Advertisement

Mini-series brings Rose back into the open

Rose Hancock Porteous says she has been forced out of years of self-imposed seclusion by a looming mini-series that portrays her battle with stepdaughter Gina Rinehart.

The former socialite said she feared the show would wrongly depict her as foolish and conniving and that she had stayed out of the spotlight in recent years to distance herself from her public persona.

Her lawyers recently wrote to the producers of House of Hancock warning of legal action if the show was defamatory.

Ms Hancock Porteous said she did not care how she was perceived but her husband, real estate agent William Porteous, had insisted on taking a stand.

"I don't care any more," she said. "I don't give a damn (about what they say about me).

"But William said no, if it does not do you justice, why should you just sit down?

"Because in the past that's what I used to do."

Speaking from her Nedlands home this week, Ms Hancock Porteous complained no one was interested in knowing the "real Rose", who loved Shakespeare and poetry.

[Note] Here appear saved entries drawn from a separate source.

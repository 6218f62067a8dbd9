//! Unit tests for capability set membership.

use crate::access::domain::{Capability, CapabilitySet};

#[test]
fn empty_set_contains_nothing() {
    let set = CapabilitySet::empty();
    assert!(set.is_empty());
    for capability in Capability::ALL {
        assert!(!set.contains(capability));
    }
}

#[test]
fn grant_and_revoke_are_per_capability() {
    let mut set = CapabilitySet::empty()
        .with(Capability::CreateTasks)
        .with(Capability::RevertCompletions);

    assert!(set.contains(Capability::CreateTasks));
    assert!(set.contains(Capability::RevertCompletions));
    assert!(!set.contains(Capability::ApproveCompletions));

    set.revoke(Capability::CreateTasks);
    assert!(!set.contains(Capability::CreateTasks));
    assert!(set.contains(Capability::RevertCompletions));

    set.grant(Capability::ManageReceives);
    assert!(set.contains(Capability::ManageReceives));
}

#[test]
fn collects_from_iterator() {
    let set: CapabilitySet = Capability::ALL.into_iter().collect();
    for capability in Capability::ALL {
        assert!(set.contains(capability));
    }
}
//! Intake-ledger ("receive") lifecycle management.
//!
//! A receive is an intake record that may originate tasks. Storage holds
//! only the `Open`/`Closed` disposition; the `Assigned` status is derived
//! from the linked-task count at read time, so it can never drift from the
//! true link set. Closure stamps `closed_by`/`closed_at` together; moving
//! away from `Closed` clears both in the same write.
//!
//! - Domain types in [`domain`]
//! - Port contracts in [`ports`]
//! - Adapter implementations in [`adapters`]
//! - Ledger service in [`services`]

pub mod adapters;
pub mod domain;
pub mod ports;
pub mod services;

#[cfg(test)]
mod tests;
//! Identifier types for notifications.

use serde::{Deserialize, Serialize};
use std::fmt;
use uuid::Uuid;

/// Unique identifier for a notification record.
#[derive(Debug, Clone, Copy, PartialEq, Eq, Hash, Serialize, Deserialize)]
#[serde(transparent)]
pub struct NotificationId(Uuid);

impl NotificationId {
    /// Creates a new random notification identifier.
    #[must_use]
    pub fn new() -> Self {
        Self(Uuid::new_v4())
    }

    /// Creates a notification identifier from an existing UUID.
    #[must_use]
    pub const fn from_uuid(uuid: Uuid) -> Self {
        Self(uuid)
    }

    /// Returns the wrapped UUID.
    #[must_use]
    pub const fn into_inner(self) -> Uuid {
        self.0
    }
}

impl Default for NotificationId {
    fn default() -> Self {
        Self::new()
    }
}

impl fmt::Display for NotificationId {
    fn fmt(&self, f: &mut fmt::Formatter<'_>) -> fmt::Result {
        write!(f, "{}", self.0)
    }
}
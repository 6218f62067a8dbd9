//! `PostgreSQL` repository implementation for notification storage.

use super::{
    models::{NewNotificationRow, NotificationRow},
    schema::notifications,
};
use crate::access::domain::UserId;
use crate::notification::{
    domain::{Notification, NotificationId, NotificationKind, PersistedNotificationData},
    ports::{
        NotificationFilter, NotificationRepository, NotificationRepositoryError,
        NotificationRepositoryResult,
    },
};
use crate::task::domain::TaskId;
use async_trait::async_trait;
use diesel::pg::PgConnection;
use diesel::prelude::*;
use diesel::r2d2::{ConnectionManager, Pool};
use diesel::result::{DatabaseErrorKind, Error as DieselError};

/// `PostgreSQL` connection pool type used by notification adapters.
pub type NotificationPgPool = Pool<ConnectionManager<PgConnection>>;

/// `PostgreSQL`-backed notification repository.
#[derive(Debug, Clone)]
pub struct PostgresNotificationRepository {
    pool: NotificationPgPool,
}

impl PostgresNotificationRepository {
    /// Creates a new repository from a `PostgreSQL` connection pool.
    #[must_use]
    pub const fn new(pool: NotificationPgPool) -> Self {
        Self { pool }
    }

    async fn run_blocking<F, T>(&self, f: F) -> NotificationRepositoryResult<T>
    where
        F: FnOnce(&mut PgConnection) -> NotificationRepositoryResult<T> + Send + 'static,
        T: Send + 'static,
    {
        let pool = self.pool.clone();
        tokio::task::spawn_blocking(move || {
            let mut connection = pool.get().map_err(NotificationRepositoryError::persistence)?;
            f(&mut connection)
        })
        .await
        .map_err(NotificationRepositoryError::persistence)?
    }
}

#[async_trait]
impl NotificationRepository for PostgresNotificationRepository {
    async fn store(&self, notification: &Notification) -> NotificationRepositoryResult<()> {
        let id = notification.id();
        let new_row = to_new_row(notification);

        self.run_blocking(move |connection| {
            diesel::insert_into(notifications::table)
                .values(&new_row)
                .execute(connection)
                .map_err(|err| match err {
                    DieselError::DatabaseError(DatabaseErrorKind::UniqueViolation, _) => {
                        NotificationRepositoryError::Duplicate(id)
                    }
                    _ => NotificationRepositoryError::persistence(err),
                })?;
            Ok(())
        })
        .await
    }

    async fn find_by_id(
        &self,
        id: NotificationId,
    ) -> NotificationRepositoryResult<Option<Notification>> {
        self.run_blocking(move |connection| {
            let row = notifications::table
                .filter(notifications::id.eq(id.into_inner()))
                .select(NotificationRow::as_select())
                .first::<NotificationRow>(connection)
                .optional()
                .map_err(NotificationRepositoryError::persistence)?;
            row.map(row_to_notification).transpose()
        })
        .await
    }

    async fn list_for_user(
        &self,
        user_id: UserId,
        filter: NotificationFilter,
    ) -> NotificationRepositoryResult<Vec<Notification>> {
        let limit = i64::try_from(filter.effective_limit())
            .map_err(NotificationRepositoryError::persistence)?;

        self.run_blocking(move |connection| {
            let mut query = notifications::table
                .filter(notifications::user_id.eq(user_id.into_inner()))
                .into_boxed();
            if filter.is_unread_only() {
                query = query.filter(notifications::read.eq(false));
            }

            let rows = query
                .order(notifications::created_at.desc())
                .limit(limit)
                .select(NotificationRow::as_select())
                .load::<NotificationRow>(connection)
                .map_err(NotificationRepositoryError::persistence)?;
            rows.into_iter().map(row_to_notification).collect()
        })
        .await
    }

    async fn unread_count(&self, user_id: UserId) -> NotificationRepositoryResult<u64> {
        self.run_blocking(move |connection| {
            let count: i64 = notifications::table
                .filter(notifications::user_id.eq(user_id.into_inner()))
                .filter(notifications::read.eq(false))
                .count()
                .get_result(connection)
                .map_err(NotificationRepositoryError::persistence)?;
            Ok(u64::try_from(count).unwrap_or(0))
        })
        .await
    }

    async fn set_read(
        &self,
        id: NotificationId,
        read: bool,
    ) -> NotificationRepositoryResult<Notification> {
        self.run_blocking(move |connection| {
            let row = diesel::update(
                notifications::table.filter(notifications::id.eq(id.into_inner())),
            )
            .set(notifications::read.eq(read))
            .returning(NotificationRow::as_returning())
            .get_result::<NotificationRow>(connection)
            .optional()
            .map_err(NotificationRepositoryError::persistence)?
            .ok_or(NotificationRepositoryError::NotFound(id))?;
            row_to_notification(row)
        })
        .await
    }
}

fn to_new_row(notification: &Notification) -> NewNotificationRow {
    NewNotificationRow {
        id: notification.id().into_inner(),
        user_id: notification.user_id().into_inner(),
        task_id: notification.task_id().map(TaskId::into_inner),
        kind: notification.kind().as_str().to_owned(),
        message: notification.message().to_owned(),
        read: notification.is_read(),
        created_at: notification.created_at(),
    }
}

fn row_to_notification(row: NotificationRow) -> NotificationRepositoryResult<Notification> {
    let kind = NotificationKind::try_from(row.kind.as_str())
        .map_err(NotificationRepositoryError::persistence)?;

    Ok(Notification::from_persisted(PersistedNotificationData {
        id: NotificationId::from_uuid(row.id),
        user_id: UserId::from_uuid(row.user_id),
        task_id: row.task_id.map(TaskId::from_uuid),
        kind,
        message: row.message,
        read: row.read,
        created_at: row.created_at,
    }))
}
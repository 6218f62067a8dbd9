//! Diesel schema for notification persistence.

diesel::table! {
    /// Per-user notification records.
    notifications (id) {
        /// Notification identifier.
        id -> Uuid,
        /// Recipient user identifier.
        user_id -> Uuid,
        /// Referenced task, if any.
        task_id -> Nullable<Uuid>,
        /// Notification category.
        #[max_length = 50]
        kind -> Varchar,
        /// Message text.
        message -> Text,
        /// Whether the recipient has read the notification.
        read -> Bool,
        /// Creation timestamp.
        created_at -> Timestamptz,
    }
}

A friend had warned her that advertising for the show was provocative.

"She said there was an image of a lady lifting her leg on a chair and taking off a stocking, like a striptease show," she said.

"I don't know how to do that."

Although the show is set to reignite controversy over the former maid turned socialite, she is putting on a brave - and cosmetically pampered - face.

"You won't believe it when you see me," she said before the interview. "You will think: how come Rose has not aged?"

She credits her smooth complexion to her own private skin-care clinic at her Nedlands home that she started after her year-long study in New York to qualify as a clinician. She treats only friends and personal referrals, saying she is now very cautious about whom she lets into her life.

Among her close friends is daughter Joanna Lacson-Fox.

She said the pair had forgotten her daughter's 1992 TV interview in which she called her mother a "mail-order bride", a "Filipina floozy" and a "gold digger".

Her dogs were also close companions. She said she nearly had a nervous breakdown recently when her dog Lulu died, though she takes comfort from a diamond encrusted necklace containing a locket of Lulu's hair.